[DIRECTIONS]:
Of all the lines in this material, how many have the word "indicators"? Give only the number.

[DATA SHOWN]:
// =============================================================================
// Market Regime Detection
// =============================================================================
//
// Classifies the market from three return statistics:
//
//   trend strength   |Σ gains - Σ losses| / (Σ gains + Σ losses) over the
//                    last 20 returns, in percent
//   mean reversion   (1 - lag-1 autocorrelation of the last 40 returns) * 50
//   volatility       20-return vs 60-return annualised volatility:
//                    > 1.5x HIGH, < 0.7x LOW, otherwise MEDIUM
//
// Detection hierarchy (first match wins):
//
//   1. TRENDING        trend strength > 60 and volatility not HIGH
//   2. MEAN_REVERTING  mean reversion > 60 and volatility LOW
//   3. VOLATILE        volatility HIGH
//   4. QUIET           volatility LOW and trend strength < 30
//
// Anything else is MEAN_REVERTING at 50% confidence.

use serde::{Deserialize, Serialize};
use tracing::debug;

use crate::indicators::stats::{annualized_volatility, autocorrelation, returns};
use crate::market_data::Bar;

/// Closes needed for the 60-return volatility baseline.
pub const MIN_BARS: usize = 61;

// =============================================================================
// Types
// =============================================================================

#[derive(Debug, Clone, Copy, PartialEq, Eq, Hash, Serialize, Deserialize)]
#[serde(rename_all = "SCREAMING_SNAKE_CASE")]
pub enum MarketRegime {
    Trending,
    MeanReverting,
    Volatile,
    Quiet,
}

impl std::fmt::Display for MarketRegime {
    fn fmt(&self, f: &mut std::fmt::Formatter<'_>) -> std::fmt::Result {
        match self {
            Self::Trending => write!(f, "TRENDING"),
            Self::MeanReverting => write!(f, "MEAN_REVERTING"),
            Self::Volatile => write!(f, "VOLATILE"),
            Self::Quiet => write!(f, "QUIET"),
        }
    }
}

#[derive(Debug, Clone, Copy, PartialEq, Eq, Hash, Serialize, Deserialize)]
#[serde(rename_all = "SCREAMING_SNAKE_CASE")]
pub enum VolatilityRegime {
    High,
    Medium,
    Low,
}

#[derive(Debug, Clone, PartialEq, Serialize)]
pub struct RegimeDetection {
    pub current_regime: MarketRegime,
    pub confidence: f64,
    pub trend_strength: f64,
    pub mean_reversion_score: f64,
    pub volatility_regime: VolatilityRegime,
    pub description: String,
    pub recommendations: Vec<String>,
}

// =============================================================================
// Per-regime playbook
// =============================================================================

impl MarketRegime {
    pub fn recommendations(self) -> [&'static str; 3] {
        match self {
            Self::Trending => [
                "Trend-following strategies optimal",
                "Use momentum indicators and moving average systems",
                "Wider stops to avoid noise",
            ],
            Self::MeanReverting => [
                "Range-bound strategies preferred",
                "Use oscillators (RSI, Stochastic)",
                "Fade extremes, take profits quickly",
            ],
            Self::Volatile => [
                "Reduce position sizes",
                "Widen stops or use time-based exits",
                "Consider options strategies",
            ],
            Self::Quiet => [
                "Low volatility - good for accumulation",
                "Tight stops acceptable",
                "Watch for breakout setups",
            ],
        }
    }

    /// Lower-case label with spaces, as used in prose.
    fn phrase(self) -> &'static str {
        match self {
            Self::Trending => "trending",
            Self::MeanReverting => "mean reverting",
            Self::Volatile => "volatile",
            Self::Quiet => "quiet",
        }
    }
}

// =============================================================================
// Detection
// =============================================================================

/// Apply the detection hierarchy.  Returns the regime and its confidence.
pub fn classify(
    trend_strength: f64,
    mean_reversion: f64,
    volatility: VolatilityRegime,
) -> (MarketRegime, f64) {
    if trend_strength > 60.0 && volatility != VolatilityRegime::High {
        (MarketRegime::Trending, (50.0 + trend_strength / 2.0).min(90.0))
    } else if mean_reversion > 60.0 && volatility == VolatilityRegime::Low {
        (MarketRegime::MeanReverting, (50.0 + mean_reversion / 3.0).min(85.0))
    } else if volatility == VolatilityRegime::High {
        (MarketRegime::Volatile, 75.0)
    } else if volatility == VolatilityRegime::Low && trend_strength < 30.0 {
        (MarketRegime::Quiet, 70.0)
    } else {
        (MarketRegime::MeanReverting, 50.0)
    }
}

fn trend_strength(rets: &[f64]) -> f64 {
    let gains: f64 = rets.iter().filter(|r| **r > 0.0).sum();
    let losses: f64 = rets.iter().filter(|r| **r < 0.0).map(|r| r.abs()).sum();
    let total = gains + losses;
    if total > 0.0 {
        (gains - losses).abs() / total * 100.0
    } else {
        0.0
    }
}

pub fn detect_regime(bars: &[Bar]) -> Option<RegimeDetection> {
    if bars.len() < MIN_BARS {
        return None;
    }
    let closes: Vec<f64> = bars.iter().map(|b| b.close).collect();
    let rets = returns(&closes);

    let strength = trend_strength(&rets[rets.len() - 20..]);
    let autocorr = autocorrelation(&rets[rets.len() - 40..], 1).unwrap_or(0.0);
    let mean_reversion = (1.0 - autocorr) * 50.0;

    let vol20 = annualized_volatility(&closes[closes.len() - 21..]).unwrap_or(0.0);
    let vol60 = annualized_volatility(&closes[closes.len() - 61..]).unwrap_or(0.0);
    let volatility = if vol20 > vol60 * 1.5 {
        VolatilityRegime::High
    } else if vol20 < vol60 * 0.7 {
        VolatilityRegime::Low
    } else {
        VolatilityRegime::Medium
    };

    let (regime, confidence) = classify(strength, mean_reversion, volatility);

    debug!(
        regime = %regime,
        trend_strength = format!("{:.1}", strength),
        mean_reversion = format!("{:.1}", mean_reversion),
        vol20 = format!("{:.2}", vol20),
        vol60 = format!("{:.2}", vol60),
        "Regime detected"
    );

    Some(RegimeDetection {
        current_regime: regime,
        confidence: confidence.round(),
        trend_strength: strength.round(),
        mean_reversion_score: mean_reversion.round(),
        volatility_regime: volatility,
        description: format!(
            "Market is in {} regime with {:.0}% confidence",
            regime.phrase(),
            confidence
        ),
        recommendations: regime
            .recommendations()
            .iter()
            .map(|s| s.to_string())
            .collect(),
    })
}

// =============================================================================
// Unit Tests
// =============================================================================
#[cfg(test)]
mod tests {
    use super::*;
    use crate::market_data::fixtures;

    #[test]
    fn hierarchy_first_match_wins() {
        use VolatilityRegime::*;
        assert_eq!(classify(80.0, 90.0, Low), (MarketRegime::Trending, 90.0));
        assert_eq!(classify(70.0, 0.0, Medium), (MarketRegime::Trending, 85.0));
        assert_eq!(classify(80.0, 0.0, High), (MarketRegime::Volatile, 75.0));
        assert_eq!(classify(40.0, 90.0, Low), (MarketRegime::MeanReverting, 80.0));
        assert_eq!(classify(20.0, 50.0, Low), (MarketRegime::Quiet, 70.0));
        assert_eq!(classify(40.0, 50.0, Low), (MarketRegime::MeanReverting, 50.0));
        assert_eq!(classify(40.0, 90.0, Medium), (MarketRegime::MeanReverting, 50.0));
    }

    #[test]
    fn steady_climb_is_trending() {
        let r = detect_regime(&fixtures::rising(80, 100.0, 1.0)).unwrap();
        assert_eq!(r.current_regime, MarketRegime::Trending);
        assert_eq!(r.trend_strength, 100.0);
        assert_eq!(r.confidence, 90.0);
        assert_eq!(r.description, "Market is in trending regime with 90% confidence");
        assert_eq!(r.recommendations[0], "Trend-following strategies optimal");
    }

    #[test]
    fn volatility_burst_is_volatile() {
        let closes: Vec<f64> = (0..81)
            .map(|i| match (i >= 61, i % 2 == 1) {
                (false, false) => 100.0,
                (false, true) => 100.1,
                (true, true) => 110.0,
                (true, false) => 100.0,
            })
            .collect();
        let r = detect_regime(&fixtures::from_closes(&closes, 1_000_000.0)).unwrap();
        assert_eq!(r.volatility_regime, VolatilityRegime::High);
        assert_eq!(r.current_regime, MarketRegime::Volatile);
        assert_eq!(r.recommendations[0], "Reduce position sizes");
    }

    #[test]
    fn flat_tape_defaults_to_mean_reverting() {
        let r = detect_regime(&fixtures::flat(70, 100.0)).unwrap();
        assert_eq!(r.current_regime, MarketRegime::MeanReverting);
        assert_eq!(r.confidence, 50.0);
        assert_eq!(r.description, "Market is in mean reverting regime with 50% confidence");
    }

    #[test]
    fn needs_sixty_returns() {
        assert!(detect_regime(&fixtures::rising(60, 100.0, 1.0)).is_none());
    }
}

[ANSWER BOX]:
2